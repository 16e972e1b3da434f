//! REST + WebSocket endpoints for toast notifications.

use std::sync::Arc;

use axum::{
    Json, Router,
    extract::{
        Path, State,
        ws::{Message, WebSocket, WebSocketUpgrade},
    },
    http::StatusCode,
    response::IntoResponse,
    routing::{get, post},
};
use tokio::sync::broadcast::error::RecvError;
use tracing::{debug, info, warn};
use uuid::Uuid;

use super::center::NotificationCenter;
use super::model::NotificationEvent;

#[derive(Clone)]
pub struct NotificationRouteState {
    pub center: Arc<NotificationCenter>,
}

/// Build the notification routes.
pub fn notification_routes(center: Arc<NotificationCenter>) -> Router {
    Router::new()
        .route("/ws/notifications", get(ws_handler))
        .route("/api/notifications", get(list_notifications))
        .route("/api/notifications/{id}/dismiss", post(dismiss_notification))
        .with_state(NotificationRouteState { center })
}

async fn list_notifications(State(state): State<NotificationRouteState>) -> impl IntoResponse {
    Json(state.center.active().await)
}

async fn dismiss_notification(
    State(state): State<NotificationRouteState>,
    Path(id): Path<String>,
) -> impl IntoResponse {
    let Ok(id) = Uuid::parse_str(&id) else {
        return (
            StatusCode::BAD_REQUEST,
            Json(serde_json::json!({"error": "Invalid notification ID"})),
        );
    };

    if state.center.dismiss(id).await {
        (StatusCode::OK, Json(serde_json::json!({"status": "dismissed"})))
    } else {
        (
            StatusCode::NOT_FOUND,
            Json(serde_json::json!({"error": "Notification not found or already dismissed"})),
        )
    }
}

// ── WebSocket ───────────────────────────────────────────────────────────

async fn ws_handler(
    ws: WebSocketUpgrade,
    State(state): State<NotificationRouteState>,
) -> impl IntoResponse {
    ws.on_upgrade(|socket| handle_socket(socket, state.center))
}

async fn send_event(socket: &mut WebSocket, event: &NotificationEvent) -> bool {
    match serde_json::to_string(event) {
        Ok(json) => socket.send(Message::Text(json.into())).await.is_ok(),
        Err(e) => {
            warn!(error = %e, "Failed to serialize notification event");
            true
        }
    }
}

async fn handle_socket(mut socket: WebSocket, center: Arc<NotificationCenter>) {
    info!("Notification client connected");

    // subscribe before the snapshot so nothing pushed in between is lost
    let mut rx = center.subscribe();
    let sync = NotificationEvent::Sync {
        notifications: center.active().await,
    };
    if !send_event(&mut socket, &sync).await {
        return;
    }

    loop {
        tokio::select! {
            result = rx.recv() => {
                match result {
                    Ok(event) => {
                        if !send_event(&mut socket, &event).await {
                            debug!("Client disconnected during send");
                            break;
                        }
                    }
                    Err(RecvError::Lagged(n)) => {
                        warn!(missed = n, "Notification client lagged behind broadcast");
                        let sync = NotificationEvent::Sync {
                            notifications: center.active().await,
                        };
                        if !send_event(&mut socket, &sync).await {
                            break;
                        }
                    }
                    Err(RecvError::Closed) => break,
                }
            }

            result = socket.recv() => {
                match result {
                    Some(Ok(Message::Ping(data))) => {
                        if socket.send(Message::Pong(data)).await.is_err() {
                            break;
                        }
                    }
                    Some(Ok(Message::Close(_))) | None => break,
                    Some(Err(e)) => {
                        warn!(error = %e, "WebSocket error");
                        break;
                    }
                    _ => {}
                }
            }
        }
    }

    info!("Notification client disconnected");
}
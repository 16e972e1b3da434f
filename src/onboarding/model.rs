//! Onboarding data models: wizard variants, field values and the payload.

use std::collections::BTreeMap;

use chrono::{DateTime, Utc};
use serde::{Deserialize, Serialize};

use crate::session::AccountRole;

/// The two onboarding flows a business can pick from the selector screen.
#[derive(Debug, Clone, Copy, PartialEq, Eq, Hash, Serialize, Deserialize)]
#[serde(rename_all = "kebab-case")]
pub enum WizardVariant {
    /// Incorporate a new company.
    NewCompany,
    /// Bring an already incorporated company on board.
    ExistingCompany,
}

impl WizardVariant {
    /// Path segment used in URLs (`new-company`, `existing-company`).
    pub fn slug(&self) -> &'static str {
        match self {
            Self::NewCompany => "new-company",
            Self::ExistingCompany => "existing-company",
        }
    }

    /// The account role allowed to run this wizard.
    pub fn account_role(&self) -> AccountRole {
        match self {
            Self::NewCompany | Self::ExistingCompany => AccountRole::Business,
        }
    }

    pub fn from_slug(slug: &str) -> Option<Self> {
        match slug {
            "new-company" => Some(Self::NewCompany),
            "existing-company" => Some(Self::ExistingCompany),
            _ => None,
        }
    }
}

impl std::fmt::Display for WizardVariant {
    fn fmt(&self, f: &mut std::fmt::Formatter<'_>) -> std::fmt::Result {
        write!(f, "{}", self.slug())
    }
}

/// A nested record, e.g. one director.
pub type Record = BTreeMap<String, FieldValue>;

/// A single form field value.
///
/// Untagged on the wire: a JSON string, an array of strings, an array of
/// objects, or an object.
#[derive(Debug, Clone, PartialEq, Eq, Serialize, Deserialize)]
#[serde(untagged)]
pub enum FieldValue {
    Text(String),
    List(Vec<String>),
    Records(Vec<Record>),
    Record(Record),
}

impl FieldValue {
    /// Whether the value counts as "not filled in" for required-field checks.
    pub fn is_blank(&self) -> bool {
        match self {
            Self::Text(s) => s.trim().is_empty(),
            Self::List(items) => items.iter().all(|s| s.trim().is_empty()),
            Self::Records(records) => records.is_empty(),
            Self::Record(record) => record.values().all(FieldValue::is_blank),
        }
    }

    /// Short description of the value's shape, for error messages.
    pub fn shape(&self) -> &'static str {
        match self {
            Self::Text(_) => "text",
            Self::List(_) => "a list of options",
            Self::Records(_) => "a list of records",
            Self::Record(_) => "a record",
        }
    }
}

impl From<&str> for FieldValue {
    fn from(value: &str) -> Self {
        Self::Text(value.to_string())
    }
}

impl From<String> for FieldValue {
    fn from(value: String) -> Self {
        Self::Text(value)
    }
}

impl From<Vec<String>> for FieldValue {
    fn from(value: Vec<String>) -> Self {
        Self::List(value)
    }
}

/// The snapshot handed to the completion collaborator on submit.
#[derive(Debug, Clone, PartialEq, Eq, Serialize, Deserialize)]
pub struct OnboardingPayload {
    pub variant: WizardVariant,
    pub fields: BTreeMap<String, FieldValue>,
    pub submitted_at: DateTime<Utc>,
}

_PROBLEM REQUIREMENTS_
Could you copy out all the material word for word?

_RESULT OF THE EXERCISE_
repository 16e972e1b3da434f
//! REST + WebSocket endpoints for toast notifications.

use std::sync::Arc;

use axum::{
    Json, Router,
    extract::{
        Path, State,
        ws::{Message, WebSocket, WebSocketUpgrade},
    },
    http::StatusCode,
    response::IntoResponse,
    routing::{get, post},
};
use tokio::sync::broadcast::error::RecvError;
use tracing::{debug, info, warn};
use uuid::Uuid;

use super::center::NotificationCenter;
use super::model::NotificationEvent;

#[derive(Clone)]
pub struct NotificationRouteState {
    pub center: Arc<NotificationCenter>,
}

/// Build the notification routes.
pub fn notification_routes(center: Arc<NotificationCenter>) -> Router {
    Router::new()
        .route("/ws/notifications", get(ws_handler))
        .route("/api/notifications", get(list_notifications))
        .route("/api/notifications/{id}/dismiss", post(dismiss_notification))
        .with_state(NotificationRouteState { center })
}

async fn list_notifications(State(state): State<NotificationRouteState>) -> impl IntoResponse {
    Json(state.center.active().await)
}

async fn dismiss_notification(
    State(state): State<NotificationRouteState>,
    Path(id): Path<String>,
) -> impl IntoResponse {
    let Ok(id) = Uuid::parse_str(&id) else {
        return (
            StatusCode::BAD_REQUEST,
            Json(serde_json::json!({"error": "Invalid notification ID"})),
        );
    };

    if state.center.dismiss(id).await {
        (StatusCode::OK, Json(serde_json::json!({"status": "dismissed"})))
    } else {
        (
            StatusCode::NOT_FOUND,
            Json(serde_json::json!({"error": "Notification not found or already dismissed"})),
        )
    }
}

// ── WebSocket ───────────────────────────────────────────────────────────

async fn ws_handler(
    ws: WebSocketUpgrade,
    State(state): State<NotificationRouteState>,
) -> impl IntoResponse {
    ws.on_upgrade(|socket| handle_socket(socket, state.center))
}

async fn send_event(socket: &mut WebSocket, event: &NotificationEvent) -> bool {
    match serde_json::to_string(event) {
        Ok(json) => socket.send(Message::Text(json.into())).await.is_ok(),
        Err(e) => {
            warn!(error = %e, "Failed to serialize notification event");
            true
        }
    }
}

async fn handle_socket(mut socket: WebSocket, center: Arc<NotificationCenter>) {
    info!("Notification client connected");

    // subscribe before the snapshot so nothing pushed in between is lost
    let mut rx = center.subscribe();
    let sync = NotificationEvent::Sync {
        notifications: center.active().await,
    };
    if !send_event(&mut socket, &sync).await {
        return;
    }

    loop {
        tokio::select! {
            result = rx.recv() => {
                match result {
                    Ok(event) => {
                        if !send_event(&mut socket, &event).await {
                            debug!("Client disconnected during send");
                            break;
                        }
                    }
                    Err(RecvError::Lagged(n)) => {
                        warn!(missed = n, "Notification client lagged behind broadcast");
                        let sync = NotificationEvent::Sync {
                            notifications: center.active().await,
                        };
                        if !send_event(&mut socket, &sync).await {
                            break;
                        }
                    }
                    Err(RecvError::Closed) => break,
                }
            }

            result = socket.recv() => {
                match result {
                    Some(Ok(Message::Ping(data))) => {
                        if socket.send(Message::Pong(data)).await.is_err() {
                            break;
                        }
                    }
                    Some(Ok(Message::Close(_))) | None => break,
                    Some(Err(e)) => {
                        warn!(error = %e, "WebSocket error");
                        break;
                    }
                    _ => {}
                }
            }
        }
    }

    info!("Notification client disconnected");
}
repository 16e972e1b3da434f
filename src/onboarding/model.rs
//! Onboarding data models: wizard variants, field values and the payload.

use std::collections::BTreeMap;

use chrono::{DateTime, Utc};
use serde::{Deserialize, Serialize};

use crate::session::AccountRole;

/// The two onboarding flows a business can pick from the selector screen.
#[derive(Debug, Clone, Copy, PartialEq, Eq, Hash, Serialize, Deserialize)]
#[serde(rename_all = "kebab-case")]
pub enum WizardVariant {
    /// Incorporate a new company.
    NewCompany,
    /// Bring an already incorporated company on board.
    ExistingCompany,
}

impl WizardVariant {
    /// Path segment used in URLs (`new-company`, `existing-company`).
    pub fn slug(&self) -> &'static str {
        match self {
            Self::NewCompany => "new-company",
            Self::ExistingCompany => "existing-company",
        }
    }

    /// The account role allowed to run this wizard.
    pub fn account_role(&self) -> AccountRole {
        match self {
            Self::NewCompany | Self::ExistingCompany => AccountRole::Business,
        }
    }

    pub fn from_slug(slug: &str) -> Option<Self> {
        match slug {
            "new-company" => Some(Self::NewCompany),
            "existing-company" => Some(Self::ExistingCompany),
            _ => None,
        }
    }
}

impl std::fmt::Display for WizardVariant {
    fn fmt(&self, f: &mut std::fmt::Formatter<'_>) -> std::fmt::Result {
        write!(f, "{}", self.slug())
    }
}

/// A nested record, e.g. one director.
pub type Record = BTreeMap<String, FieldValue>;

/// A single form field value.
///
/// Untagged on the wire: a JSON string, an array of strings, an array of
/// objects, or an object.
#[derive(Debug, Clone, PartialEq, Eq, Serialize, Deserialize)]
#[serde(untagged)]
pub enum FieldValue {
    Text(String),
    List(Vec<String>),
    Records(Vec<Record>),
    Record(Record),
}

impl FieldValue {
    /// Whether the value counts as "not filled in" for required-field checks.
    pub fn is_blank(&self) -> bool {
        match self {
            Self::Text(s) => s.trim().is_empty(),
            Self::List(items) => items.iter().all(|s| s.trim().is_empty()),
            Self::Records(records) => records.is_empty(),
            Self::Record(record) => record.values().all(FieldValue::is_blank),
        }
    }

    /// Short description of the value's shape, for error messages.
    pub fn shape(&self) -> &'static str {
        match self {
            Self::Text(_) => "text",
            Self::List(_) => "a list of options",
            Self::Records(_) => "a list of records",
            Self::Record(_) => "a record",
        }
    }
}

impl From<&str> for FieldValue {
    fn from(value: &str) -> Self {
        Self::Text(value.to_string())
    }
}

impl From<String> for FieldValue {
    fn from(value: String) -> Self {
        Self::Text(value)
    }
}

impl From<Vec<String>> for FieldValue {
    fn from(value: Vec<String>) -> Self {
        Self::List(value)
    }
}

/// The snapshot handed to the completion collaborator on submit.
#[derive(Debug, Clone, PartialEq, Eq, Serialize, Deserialize)]
pub struct OnboardingPayload {
    pub variant: WizardVariant,
    pub fields: BTreeMap<String, FieldValue>,
    pub submitted_at: DateTime<Utc>,
}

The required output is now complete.